Coincidentemente, no mesmo dia em que o Congresso Nacional derrubava o veto presidencial aos dois artigos da LC 160, a Primeira Seção do Superior Tribunal de Justiça julgou recurso que tratava justamente sobre o enquadramento de créditos presumidos de ICMS como lucros ou receitas para cálculo de tributos federais. Novamente, os contribuintes saíram vencedores.

A discussão também é antiga. Na lei societária e contábil, os subsídios governamentais sempre foram classificados entre subvenções para custeio e subvenções para investimento. Tradicionalmente, a lei fiscal permite isenção de IRPJ/CSLL apenas sobre estes últimos, e mesmo assim somente quando atendidos alguns requisitos pelo contribuinte (i.e., registrar aqueles valores em reserva no seu Patrimônio Líquido, que só pode ser destinada para capitalização ou cobertura de prejuízos, ou seja, não pode ser distribuída aos sócios). A discussão entre os particulares incentivados e o fisco federal sempre teve duas vertentes: é debatido se a subvenção é realmente para investimento, o que depende de uma avaliação caso a caso, mas normalmente pressupõe que a empresa assuma contraprestações perante a sociedade, atrelando intimamente o benefício a um empreendimento. Além disso, também se debate se a legislação contábil permaneceria autorizando o registro da reserva sem que haja trânsito em contas de resultado.

Como vimos acima, os vetos derrubados da LC 160 vieram dispor que qualquer incentivo de ICMS será considerado subvenção para investimento e alheio à tributação federal, devendo haver inclusive aplicação retroativa desse raciocínio.

Contudo, enquanto a LC 160 era debatida no Congresso, os contribuintes permaneciam litigando com a União Federal, que insistia na arrecadação sobre os incentivos estaduais.

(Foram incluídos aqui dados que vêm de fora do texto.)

use std::time::Duration;

use async_trait::async_trait;
use chrono::{DateTime, NaiveDate, NaiveDateTime, Utc};
use reqwest::Client;
use serde::Deserialize;
use serde_json::Value;
use tracing::debug;

use common::{
    normalize_symbol, price_from_f64, Error, IndicatorSnapshot, MarketDataSource, RawCandle,
    Result,
};

/// REST client for the Financial Modeling Prep API.
///
/// Candles come from `historical-chart/{timeframe}/{symbol}`, indicator
/// readings from `technical_indicator/{timeframe}/{symbol}`. Both return
/// newest-first arrays.
pub struct FmpClient {
    api_key: String,
    base_url: String,
    http: Client,
    rsi_period: usize,
    fast_period: usize,
    slow_period: usize,
}

impl FmpClient {
    pub fn new(
        api_key: impl Into<String>,
        base_url: impl Into<String>,
        timeout: Duration,
    ) -> Result<Self> {
        let http = Client::builder()
            .use_rustls_tls()
            .timeout(timeout)
            .build()
            .map_err(|e| Error::Config(format!("failed to build HTTP client: {e}")))?;
        Ok(Self {
            api_key: api_key.into(),
            base_url: base_url.into().trim_end_matches('/').to_string(),
            http,
            rsi_period: 14,
            fast_period: 10,
            slow_period: 50,
        })
    }

    /// Periods requested from the indicator endpoint.
    pub fn with_periods(mut self, rsi: usize, fast: usize, slow: usize) -> Self {
        self.rsi_period = rsi;
        self.fast_period = fast;
        self.slow_period = slow;
        self
    }

    async fn get(&self, path: &str, query: &[(&str, String)]) -> Result<String> {
        let url = format!("{}/{path}", self.base_url);
        let resp = self
            .http
            .get(&url)
            .query(&[("apikey", self.api_key.as_str())])
            .query(query)
            .send()
            .await
            .map_err(|e| Error::DataSource(e.without_url().to_string()))?;

        let status = resp.status();
        let body = resp
            .text()
            .await
            .map_err(|e| Error::DataSource(e.without_url().to_string()))?;

        if !status.is_success() {
            return Err(Error::DataSource(format!("HTTP {status} from {path}")));
        }
        Ok(body)
    }

    /// Newest row of one technical indicator.
    async fn indicator(
        &self,
        symbol: &str,
        timeframe: &str,
        kind: &str,
        period: usize,
    ) -> Result<Option<Value>> {
        let path = format!("technical_indicator/{timeframe}/{symbol}");
        let body = self
            .get(&path, &[("type", kind.to_string()), ("period", period.to_string())])
            .await?;
        Ok(parse_rows::<Value>(&body)?.into_iter().next())
    }
}

#[async_trait]
impl MarketDataSource for FmpClient {
    async fn candles(&self, asset: &str, timeframe: &str, limit: usize) -> Result<Vec<RawCandle>> {
        let symbol = normalize_symbol(asset);
        debug!(symbol = %symbol, timeframe, limit, "Fetching candles");
        let body = self
            .get(&format!("historical-chart/{timeframe}/{symbol}"), &[])
            .await?;
        let rows = parse_rows::<ChartRow>(&body)?;
        Ok(rows.into_iter().take(limit).map(ChartRow::into_raw).collect())
    }

    async fn indicators(&self, asset: &str, timeframe: &str) -> Result<Option<IndicatorSnapshot>> {
        let symbol = normalize_symbol(asset);
        debug!(symbol = %symbol, timeframe, "Fetching indicators");
        let (rsi, fast, slow) = tokio::try_join!(
            self.indicator(&symbol, timeframe, "rsi", self.rsi_period),
            self.indicator(&symbol, timeframe, "sma", self.fast_period),
            self.indicator(&symbol, timeframe, "sma", self.slow_period),
        )?;
        Ok(snapshot_from_rows(rsi.as_ref(), fast.as_ref(), slow.as_ref()))
    }
}

// ─── FMP JSON parsing ────────────────────────────────────────────────────────

#[derive(Debug, Deserialize)]
struct ChartRow {
    date: Option<String>,
    open: Option<f64>,
    high: Option<f64>,
    low: Option<f64>,
    close: Option<f64>,
}

impl ChartRow {
    fn into_raw(self) -> RawCandle {
        RawCandle {
            timestamp: self.date.as_deref().and_then(parse_fmp_date),
            open: self.open,
            high: self.high,
            low: self.low,
            close: self.close,
        }
    }
}

/// FMP answers errors with `{"Error Message": "..."}` and a 200 status.
fn parse_rows<T: serde::de::DeserializeOwned>(body: &str) -> Result<Vec<T>> {
    let value: Value = serde_json::from_str(body)
        .map_err(|e| Error::DataSource(format!("malformed response: {e}")))?;
    if let Some(msg) = value.get("Error Message").and_then(Value::as_str) {
        return Err(Error::DataSource(msg.to_string()));
    }
    serde_json::from_value(value).map_err(|e| Error::DataSource(format!("unexpected response: {e}")))
}

/// `2023-10-10 15:59:00` for intraday rows, `2023-10-10` for daily ones.
fn parse_fmp_date(s: &str) -> Option<DateTime<Utc>> {
    let s = s.trim();
    NaiveDateTime::parse_from_str(s, "%Y-%m-%d %H:%M:%S")
        .ok()
        .or_else(|| {
            NaiveDate::parse_from_str(s, "%Y-%m-%d")
                .ok()
                .and_then(|d| d.and_hms_opt(0, 0, 0))
        })
        .map(|dt| dt.and_utc())
}

fn decimal_field(row: Option<&Value>, field: &str) -> Option<rust_decimal::Decimal> {
    row?.get(field)?.as_f64().and_then(|v| price_from_f64(v).ok())
}

fn snapshot_from_rows(
    rsi: Option<&Value>,
    fast: Option<&Value>,
    slow: Option<&Value>,
) -> Option<IndicatorSnapshot> {
    let price = [rsi, fast, slow]
        .into_iter()
        .find_map(|row| decimal_field(row, "close"))?;
    Some(IndicatorSnapshot {
        price,
        rsi: decimal_field(rsi, "rsi"),
        sma_fast: decimal_field(fast, "sma"),
        sma_slow: decimal_field(slow, "sma"),
    })
}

Pois bem. O julgamento ocorrido da Primeira Seção do STJ em 08.11.2017 pretendia encerrar a divergência entre a Primeira e a Segunda Turma do tribunal sobre essa tese. Em 2016, a Segunda Turma julgou o tema de forma desfavorável ao contribuinte, contrariando o julgamento de 2015 da Primeira Turma. Com a decisão de novembro, prevalece, ao menos por ora, o entendimento desta, que na prática ratifica o argumento usado no Congresso Nacional para derrubar os vetos à LC 160: não seria permitido à União apropriar-se, via tributação, de incentivos concedidos no âmbito do ICMS, às custas de renúncia fiscal pelos cofres públicos estaduais.

Embora positiva, a posição da Primeira Seção não contou com os votos de alguns Ministros ausentes à seção, nem com o de seu presidente, todos justamente da Segunda Turma.

De qualquer forma, trata-se de importante vitória, com o diferencial de ter ocorrido antes mesmo de a LC 160 vir a prever a inexistência da condição de haver contraprestação do contribuinte para que o incentivo possa ser considerado como subvenção para investimento.

Conclusão

A obtenção dos incentivos de ICMS sempre colocou os particulares no fogo cruzado da guerra fiscal. Alguns eventos demandaram atenção dos administradores para riscos que extrapolam a seara fiscal. Contudo, ao menos nesses últimos meses, mesmo sem a efetiva e prometida trégua, há sinais de um futuro menos inseguro. Mas há lições de casa para os interessados.

Contribuintes que usufruem de incentivos fiscais de ICMS no âmbito da chamada Guerra Fiscal devem conservadoramente buscar confirmar que seus benefícios estão sendo expressamente convalidados no âmbito do CONFAZ. Além disso, é especialmente importante que se busque identificar os impactos da nova redação da LC 160 (considerando a derrubada de vetos) e do julgado do STJ. Provavelmente há efeitos em relação tanto a eventos futuros como a períodos já encerrados.